WHAT YOU HAVE TO DO
The data shown below should all be retyped exactly.

[[ MATERIAL PROVIDED, beginning ]]

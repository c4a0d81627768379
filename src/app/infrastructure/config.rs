use serde::{Deserialize, Serialize};
use std::fs;
use std::path::{Path, PathBuf};

use tracing::{debug, warn};

use super::error::AppError;

pub const TOKEN_ENV: &str = "TRAVELPRINT_MAPBOX_TOKEN";
pub const VERIFY_ENDPOINT_ENV: &str = "TRAVELPRINT_VERIFY_ENDPOINT";
pub const PAYMENT_ADDR_ENV: &str = "TRAVELPRINT_PAYMENT_ADDR";

#[derive(Debug, Clone, Copy, PartialEq, Eq, Serialize, Deserialize, Default)]
#[serde(rename_all = "lowercase")]
pub enum CheckoutMode {
    #[default]
    Redirect,
    Overlay,
}

#[derive(Debug, Clone, Copy, PartialEq, Eq, Serialize, Deserialize, Default)]
#[serde(rename_all = "lowercase")]
pub enum ExportStrategy {
    /// Rasterize the preview map the user is looking at.
    #[default]
    Live,
    /// Fetch a static map image for the route.
    Static,
}

#[derive(Debug, Clone, PartialEq, Serialize, Deserialize)]
pub struct MapboxConfig {
    #[serde(default)]
    pub access_token: String,

    #[serde(default = "default_geocoding_endpoint")]
    pub geocoding_endpoint: String,

    #[serde(default = "default_static_endpoint")]
    pub static_endpoint: String,
}

#[derive(Debug, Clone, PartialEq, Serialize, Deserialize)]
pub struct PaymentConfig {
    #[serde(default)]
    pub mode: CheckoutMode,

    #[serde(default = "default_checkout_url")]
    pub checkout_url: String,

    /// Script the overlay widget depends on; fetched once before first use.
    #[serde(default = "default_script_url")]
    pub script_url: String,

    #[serde(default = "default_store_url")]
    pub store_url: String,

    #[serde(default = "default_product_id")]
    pub product_id: String,

    #[serde(default = "default_verify_endpoint")]
    pub verify_endpoint: String,
}

#[derive(Debug, Clone, PartialEq, Serialize, Deserialize)]
pub struct ExportConfig {
    #[serde(default)]
    pub strategy: ExportStrategy,

    #[serde(default = "default_scale")]
    pub scale: u32,

    /// Where stamps are written. Falls back to the user's download directory.
    #[serde(default)]
    pub output_dir: Option<PathBuf>,
}

#[derive(Debug, Clone, PartialEq, Serialize, Deserialize, Default)]
pub struct FontConfig {
    #[serde(default)]
    pub serif: Option<PathBuf>,
    #[serde(default)]
    pub serif_bold: Option<PathBuf>,
    #[serde(default)]
    pub sans: Option<PathBuf>,
    #[serde(default)]
    pub sans_bold: Option<PathBuf>,
}

#[derive(Debug, Clone, PartialEq, Serialize, Deserialize, Default)]
pub struct AppConfig {
    #[serde(default)]
    pub mapbox: MapboxConfig,

    #[serde(default)]
    pub payment: PaymentConfig,

    #[serde(default)]
    pub export: ExportConfig,

    #[serde(default)]
    pub fonts: FontConfig,
}

fn default_geocoding_endpoint() -> String {
    "https://api.mapbox.com/geocoding/v5/mapbox.places".to_string()
}

fn default_static_endpoint() -> String {
    "https://api.mapbox.com/styles/v1".to_string()
}

fn default_checkout_url() -> String {
    "https://travelprint.lemonsqueezy.com/checkout/buy/12345".to_string()
}

fn default_script_url() -> String {
    "https://app.lemonsqueezy.com/js/lemon.js".to_string()
}

fn default_store_url() -> String {
    "https://travelprint.lemonsqueezy.com".to_string()
}

fn default_product_id() -> String {
    "12345".to_string()
}

fn default_verify_endpoint() -> String {
    "http://127.0.0.1:8888/payment".to_string()
}

fn default_scale() -> u32 {
    2
}

impl Default for MapboxConfig {
    fn default() -> Self {
        Self {
            access_token: String::new(),
            geocoding_endpoint: default_geocoding_endpoint(),
            static_endpoint: default_static_endpoint(),
        }
    }
}

impl Default for PaymentConfig {
    fn default() -> Self {
        Self {
            mode: CheckoutMode::default(),
            checkout_url: default_checkout_url(),
            script_url: default_script_url(),
            store_url: default_store_url(),
            product_id: default_product_id(),
            verify_endpoint: default_verify_endpoint(),
        }
    }
}

impl Default for ExportConfig {
    fn default() -> Self {
        Self {
            strategy: ExportStrategy::default(),
            scale: default_scale(),
            output_dir: None,
        }
    }
}

impl AppConfig {
    /// Load the config file, apply environment overrides.
    /// A missing or malformed file yields defaults.
    pub fn load() -> Self {
        let mut config = Self::load_from(&Self::get_config_path()).unwrap_or_else(|e| {
            warn!("Failed to parse config: {}. Using defaults.", e);
            Self::default()
        });
        config.apply_env(|key| std::env::var(key).ok());
        config
    }

    pub fn load_from(path: &Path) -> Result<Self, AppError> {
        match fs::read_to_string(path) {
            Ok(contents) => Ok(toml::from_str(&contents)?),
            Err(e) if e.kind() == std::io::ErrorKind::NotFound => {
                debug!(path = %path.display(), "no config file, using defaults");
                Ok(Self::default())
            }
            Err(e) => Err(e.into()),
        }
    }

    pub fn apply_env<F>(&mut self, lookup: F)
    where
        F: Fn(&str) -> Option<String>,
    {
        if let Some(token) = lookup(TOKEN_ENV).filter(|t| !t.is_empty()) {
            self.mapbox.access_token = token;
        }
        if let Some(endpoint) = lookup(VERIFY_ENDPOINT_ENV).filter(|e| !e.is_empty()) {
            self.payment.verify_endpoint = endpoint;
        }
    }

    /// Export scale, never below 1.
    pub fn export_scale(&self) -> u32 {
        self.export.scale.max(1)
    }

    pub fn output_dir(&self) -> PathBuf {
        self.export
            .output_dir
            .clone()
            .or_else(dirs::download_dir)
            .unwrap_or_else(|| PathBuf::from("."))
    }

    /// Get config file path (cross-platform)
    pub fn get_config_path() -> PathBuf {
        let mut path = dirs::config_dir().unwrap_or_else(|| PathBuf::from("."));
        path.push("travelprint");
        path.push("config.toml");
        path
    }
}

/// Bind address of the payment verification server.
pub fn payment_bind_addr() -> String {
    std::env::var(PAYMENT_ADDR_ENV)
        .ok()
        .filter(|a| !a.is_empty())
        .unwrap_or_else(|| "127.0.0.1:8888".to_string())
}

[[ MATERIAL PROVIDED, end ]]

ANSWER
repository c4a0d81627768379
filename src/app/infrastructure/config.rs
use serde::{Deserialize, Serialize};
use std::fs;
use std::path::{Path, PathBuf};

use tracing::{debug, warn};

use super::error::AppError;

pub const TOKEN_ENV: &str = "TRAVELPRINT_MAPBOX_TOKEN";
pub const VERIFY_ENDPOINT_ENV: &str = "TRAVELPRINT_VERIFY_ENDPOINT";
pub const PAYMENT_ADDR_ENV: &str = "TRAVELPRINT_PAYMENT_ADDR";

#[derive(Debug, Clone, Copy, PartialEq, Eq, Serialize, Deserialize, Default)]
#[serde(rename_all = "lowercase")]
pub enum CheckoutMode {
    #[default]
    Redirect,
    Overlay,
}

#[derive(Debug, Clone, Copy, PartialEq, Eq, Serialize, Deserialize, Default)]
#[serde(rename_all = "lowercase")]
pub enum ExportStrategy {
    /// Rasterize the preview map the user is looking at.
    #[default]
    Live,
    /// Fetch a static map image for the route.
    Static,
}

#[derive(Debug, Clone, PartialEq, Serialize, Deserialize)]
pub struct MapboxConfig {
    #[serde(default)]
    pub access_token: String,

    #[serde(default = "default_geocoding_endpoint")]
    pub geocoding_endpoint: String,

    #[serde(default = "default_static_endpoint")]
    pub static_endpoint: String,
}

#[derive(Debug, Clone, PartialEq, Serialize, Deserialize)]
pub struct PaymentConfig {
    #[serde(default)]
    pub mode: CheckoutMode,

    #[serde(default = "default_checkout_url")]
    pub checkout_url: String,

    /// Script the overlay widget depends on; fetched once before first use.
    #[serde(default = "default_script_url")]
    pub script_url: String,

    #[serde(default = "default_store_url")]
    pub store_url: String,

    #[serde(default = "default_product_id")]
    pub product_id: String,

    #[serde(default = "default_verify_endpoint")]
    pub verify_endpoint: String,
}

#[derive(Debug, Clone, PartialEq, Serialize, Deserialize)]
pub struct ExportConfig {
    #[serde(default)]
    pub strategy: ExportStrategy,

    #[serde(default = "default_scale")]
    pub scale: u32,

    /// Where stamps are written. Falls back to the user's download directory.
    #[serde(default)]
    pub output_dir: Option<PathBuf>,
}

#[derive(Debug, Clone, PartialEq, Serialize, Deserialize, Default)]
pub struct FontConfig {
    #[serde(default)]
    pub serif: Option<PathBuf>,
    #[serde(default)]
    pub serif_bold: Option<PathBuf>,
    #[serde(default)]
    pub sans: Option<PathBuf>,
    #[serde(default)]
    pub sans_bold: Option<PathBuf>,
}

#[derive(Debug, Clone, PartialEq, Serialize, Deserialize, Default)]
pub struct AppConfig {
    #[serde(default)]
    pub mapbox: MapboxConfig,

    #[serde(default)]
    pub payment: PaymentConfig,

    #[serde(default)]
    pub export: ExportConfig,

    #[serde(default)]
    pub fonts: FontConfig,
}

fn default_geocoding_endpoint() -> String {
    "https://api.mapbox.com/geocoding/v5/mapbox.places".to_string()
}

fn default_static_endpoint() -> String {
    "https://api.mapbox.com/styles/v1".to_string()
}

fn default_checkout_url() -> String {
    "https://travelprint.lemonsqueezy.com/checkout/buy/12345".to_string()
}

fn default_script_url() -> String {
    "https://app.lemonsqueezy.com/js/lemon.js".to_string()
}

fn default_store_url() -> String {
    "https://travelprint.lemonsqueezy.com".to_string()
}

fn default_product_id() -> String {
    "12345".to_string()
}

fn default_verify_endpoint() -> String {
    "http://127.0.0.1:8888/payment".to_string()
}

fn default_scale() -> u32 {
    2
}

impl Default for MapboxConfig {
    fn default() -> Self {
        Self {
            access_token: String::new(),
            geocoding_endpoint: default_geocoding_endpoint(),
            static_endpoint: default_static_endpoint(),
        }
    }
}

impl Default for PaymentConfig {
    fn default() -> Self {
        Self {
            mode: CheckoutMode::default(),
            checkout_url: default_checkout_url(),
            script_url: default_script_url(),
            store_url: default_store_url(),
            product_id: default_product_id(),
            verify_endpoint: default_verify_endpoint(),
        }
    }
}

impl Default for ExportConfig {
    fn default() -> Self {
        Self {
            strategy: ExportStrategy::default(),
            scale: default_scale(),
            output_dir: None,
        }
    }
}

impl AppConfig {
    /// Load the config file, apply environment overrides.
    /// A missing or malformed file yields defaults.
    pub fn load() -> Self {
        let mut config = Self::load_from(&Self::get_config_path()).unwrap_or_else(|e| {
            warn!("Failed to parse config: {}. Using defaults.", e);
            Self::default()
        });
        config.apply_env(|key| std::env::var(key).ok());
        config
    }

    pub fn load_from(path: &Path) -> Result<Self, AppError> {
        match fs::read_to_string(path) {
            Ok(contents) => Ok(toml::from_str(&contents)?),
            Err(e) if e.kind() == std::io::ErrorKind::NotFound => {
                debug!(path = %path.display(), "no config file, using defaults");
                Ok(Self::default())
            }
            Err(e) => Err(e.into()),
        }
    }

    pub fn apply_env<F>(&mut self, lookup: F)
    where
        F: Fn(&str) -> Option<String>,
    {
        if let Some(token) = lookup(TOKEN_ENV).filter(|t| !t.is_empty()) {
            self.mapbox.access_token = token;
        }
        if let Some(endpoint) = lookup(VERIFY_ENDPOINT_ENV).filter(|e| !e.is_empty()) {
            self.payment.verify_endpoint = endpoint;
        }
    }

    /// Export scale, never below 1.
    pub fn export_scale(&self) -> u32 {
        self.export.scale.max(1)
    }

    pub fn output_dir(&self) -> PathBuf {
        self.export
            .output_dir
            .clone()
            .or_else(dirs::download_dir)
            .unwrap_or_else(|| PathBuf::from("."))
    }

    /// Get config file path (cross-platform)
    pub fn get_config_path() -> PathBuf {
        let mut path = dirs::config_dir().unwrap_or_else(|| PathBuf::from("."));
        path.push("travelprint");
        path.push("config.toml");
        path
    }
}

/// Bind address of the payment verification server.
pub fn payment_bind_addr() -> String {
    std::env::var(PAYMENT_ADDR_ENV)
        .ok()
        .filter(|a| !a.is_empty())
        .unwrap_or_else(|| "127.0.0.1:8888".to_string())
}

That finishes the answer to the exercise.